Work item:
Which lines of the material contain the word "EmptyUserId"? Show each one.

Data for the task:
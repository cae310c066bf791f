//! Points Ledger - Process-local gamification state
//!
//! Users earn points for civil behaviour (sending a rewritten message,
//! reporting hate, de-escalating a thread). Everything lives in memory
//! behind one lock and disappears on restart.

use chrono::{DateTime, Utc};
use moderation_contract::Action;
use parking_lot::RwLock;
use serde::{Deserialize, Serialize};
use std::collections::HashMap;
use std::sync::Arc;
use thiserror::Error;
use tracing::{debug, info};

pub const DEFAULT_LEADERBOARD_LIMIT: usize = 10;

// ============ Core Types ============

/// Kinds of user action that earn points
#[derive(Debug, Clone, PartialEq, Eq)]
pub enum UserAction {
    CivilizedMessage,
    ReportedHate,
    DeEscalatedThread,
    AcceptedAlternative,
    Other(String),
}

impl UserAction {
    pub fn parse(action_type: &str) -> Self {
        match action_type.trim() {
            "civilized_message" => UserAction::CivilizedMessage,
            "reported_hate" => UserAction::ReportedHate,
            "de_escalated_thread" => UserAction::DeEscalatedThread,
            "accepted_alternative" => UserAction::AcceptedAlternative,
            other => UserAction::Other(other.to_string()),
        }
    }

    pub fn points(&self) -> u32 {
        match self {
            // Self-regulation earns the most
            UserAction::CivilizedMessage => 50,
            UserAction::DeEscalatedThread => 30,
            UserAction::AcceptedAlternative => 25,
            UserAction::ReportedHate => 20,
            UserAction::Other(_) => 10,
        }
    }

    pub fn as_str(&self) -> &str {
        match self {
            UserAction::CivilizedMessage => "civilized_message",
            UserAction::ReportedHate => "reported_hate",
            UserAction::DeEscalatedThread => "de_escalated_thread",
            UserAction::AcceptedAlternative => "accepted_alternative",
            UserAction::Other(other) => other,
        }
    }
}

#[derive(Debug, Clone, Serialize, Deserialize, PartialEq, Eq)]
pub struct UserRecord {
    pub user_id: String,
    pub username: String,
    pub score: u32,
    pub actions_count: u32,
}

impl UserRecord {
    fn new(user_id: &str) -> Self {
        let short: String = user_id.chars().take(8).collect();
        Self {
            user_id: user_id.to_string(),
            username: format!("User_{}", short),
            score: 0,
            actions_count: 0,
        }
    }
}

#[derive(Debug, Clone, Serialize, Deserialize)]
pub struct ActionLogEntry {
    pub user_id: String,
    pub action_type: String,
    pub points: u32,
    pub timestamp: DateTime<Utc>,
}

#[derive(Debug, Clone, Copy, Serialize, Deserialize, PartialEq, Eq)]
pub enum Badge {
    KindnessNovice,
    PeaceMaker,
}

impl Badge {
    pub fn threshold(&self) -> u32 {
        match self {
            Badge::KindnessNovice => 100,
            Badge::PeaceMaker => 500,
        }
    }

    pub fn label(&self) -> &'static str {
        match self {
            Badge::KindnessNovice => "🌟 Kindness Novice",
            Badge::PeaceMaker => "🏆 Peace Maker",
        }
    }

    /// Badge whose threshold the latest award crossed, if any
    pub fn unlocked(new_total: u32, points: u32) -> Option<Badge> {
        [Badge::KindnessNovice, Badge::PeaceMaker]
            .into_iter()
            .find(|b| new_total >= b.threshold() && new_total < b.threshold() + points)
    }
}

#[derive(Debug, Clone, Serialize, Deserialize, PartialEq, Eq)]
pub struct ActionOutcome {
    pub success: bool,
    pub points_earned: u32,
    pub new_total_score: u32,
    pub badge_unlocked: Option<String>,
}

#[derive(Debug, Clone, Serialize, Deserialize, PartialEq, Eq)]
pub struct LeaderboardEntry {
    pub rank: usize,
    pub user_id: String,
    pub username: String,
    pub score: u32,
}

#[derive(Debug, Clone, Serialize, Deserialize, PartialEq, Eq)]
pub struct Leaderboard {
    pub entries: Vec<LeaderboardEntry>,
    pub total_users: usize,
}

/// Global counts of moderation actions
#[derive(Debug, Clone, Copy, Serialize, Deserialize, PartialEq, Eq, Default)]
pub struct ModerationTally {
    pub total_analyzed: u64,
    pub hide_count: u64,
    pub warn_count: u64,
    pub allow_count: u64,
}

impl ModerationTally {
    pub fn record(&mut self, action: Action) {
        self.total_analyzed += 1;
        match action {
            Action::Hide => self.hide_count += 1,
            Action::Warn => self.warn_count += 1,
            Action::Allow => self.allow_count += 1,
        }
    }

    /// Hidden content counts fully, warnings half; rounded half-to-even to two places
    pub fn overall_toxicity(&self) -> f64 {
        if self.total_analyzed == 0 {
            return 0.0;
        }
        let weighted = self.hide_count as f64 + self.warn_count as f64 * 0.5;
        (weighted / self.total_analyzed as f64 * 100.0).round_ties_even() / 100.0
    }
}

/// The "hate weather report" built from the tally
#[derive(Debug, Clone, Serialize, Deserialize, PartialEq)]
pub struct ToxicityWeather {
    pub overall_toxicity: f64,
    pub total_analyzed: u64,
    pub hide_count: u64,
    pub warn_count: u64,
    pub allow_count: u64,
}

impl From<ModerationTally> for ToxicityWeather {
    fn from(tally: ModerationTally) -> Self {
        Self {
            overall_toxicity: tally.overall_toxicity(),
            total_analyzed: tally.total_analyzed,
            hide_count: tally.hide_count,
            warn_count: tally.warn_count,
            allow_count: tally.allow_count,
        }
    }
}

// ============ Errors ============

#[derive(Error, Debug, PartialEq, Eq)]
pub enum LedgerError {
    #[error("User not found")]
    UnknownUser(String),
    #[error("user_id must not be empty")]
    EmptyUserId,
}

// ============ Ledger ============

#[derive(Debug, Default)]
struct LedgerState {
    users: HashMap<String, UserRecord>,
    actions: Vec<ActionLogEntry>,
    tally: ModerationTally,
}

/// Shared handle; clones see the same state
#[derive(Debug, Clone, Default)]
pub struct Ledger {
    inner: Arc<RwLock<LedgerState>>,
}

impl Ledger {
    pub fn new() -> Self {
        Self::default()
    }

    /// Award points for an action, creating the user on first sight
    pub fn record_action(
        &self,
        user_id: &str,
        action_type: &str,
    ) -> Result<ActionOutcome, LedgerError> {
        let user_id = user_id.trim();
        if user_id.is_empty() {
            return Err(LedgerError::EmptyUserId);
        }

        let action = UserAction::parse(action_type);
        let points = action.points();

        let mut state = self.inner.write();
        let user = state
            .users
            .entry(user_id.to_string())
            .or_insert_with(|| UserRecord::new(user_id));
        user.score += points;
        user.actions_count += 1;
        let new_total = user.score;

        state.actions.push(ActionLogEntry {
            user_id: user_id.to_string(),
            action_type: action.as_str().to_string(),
            points,
            timestamp: Utc::now(),
        });
        drop(state);

        let badge = Badge::unlocked(new_total, points);
        if let Some(badge) = badge {
            info!(user_id, badge = badge.label(), "badge unlocked");
        }
        debug!(user_id, action = action.as_str(), points, new_total, "points awarded");

        Ok(ActionOutcome {
            success: true,
            points_earned: points,
            new_total_score: new_total,
            badge_unlocked: badge.map(|b| b.label().to_string()),
        })
    }

    /// Top users by score; ties are ordered by user id
    pub fn leaderboard(&self, limit: usize) -> Leaderboard {
        let state = self.inner.read();
        let mut users: Vec<&UserRecord> = state.users.values().collect();
        users.sort_by(|a, b| b.score.cmp(&a.score).then_with(|| a.user_id.cmp(&b.user_id)));

        let entries = users
            .into_iter()
            .take(limit)
            .enumerate()
            .map(|(idx, user)| LeaderboardEntry {
                rank: idx + 1,
                user_id: user.user_id.clone(),
                username: user.username.clone(),
                score: user.score,
            })
            .collect();

        Leaderboard {
            entries,
            total_users: state.users.len(),
        }
    }

    pub fn score(&self, user_id: &str) -> Result<UserRecord, LedgerError> {
        let user_id = user_id.trim();
        self.inner
            .read()
            .users
            .get(user_id)
            .cloned()
            .ok_or_else(|| LedgerError::UnknownUser(user_id.to_string()))
    }

    /// Most recent first
    pub fn recent_actions(&self, limit: usize) -> Vec<ActionLogEntry> {
        self.inner
            .read()
            .actions
            .iter()
            .rev()
            .take(limit)
            .cloned()
            .collect()
    }

    pub fn record_decision(&self, action: Action) {
        self.inner.write().tally.record(action);
    }

    pub fn tally(&self) -> ModerationTally {
        self.inner.read().tally
    }

    pub fn weather(&self) -> ToxicityWeather {
        self.tally().into()
    }
}

// ============ Tests ============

Task answer:
    EmptyUserId,
            return Err(LedgerError::EmptyUserId);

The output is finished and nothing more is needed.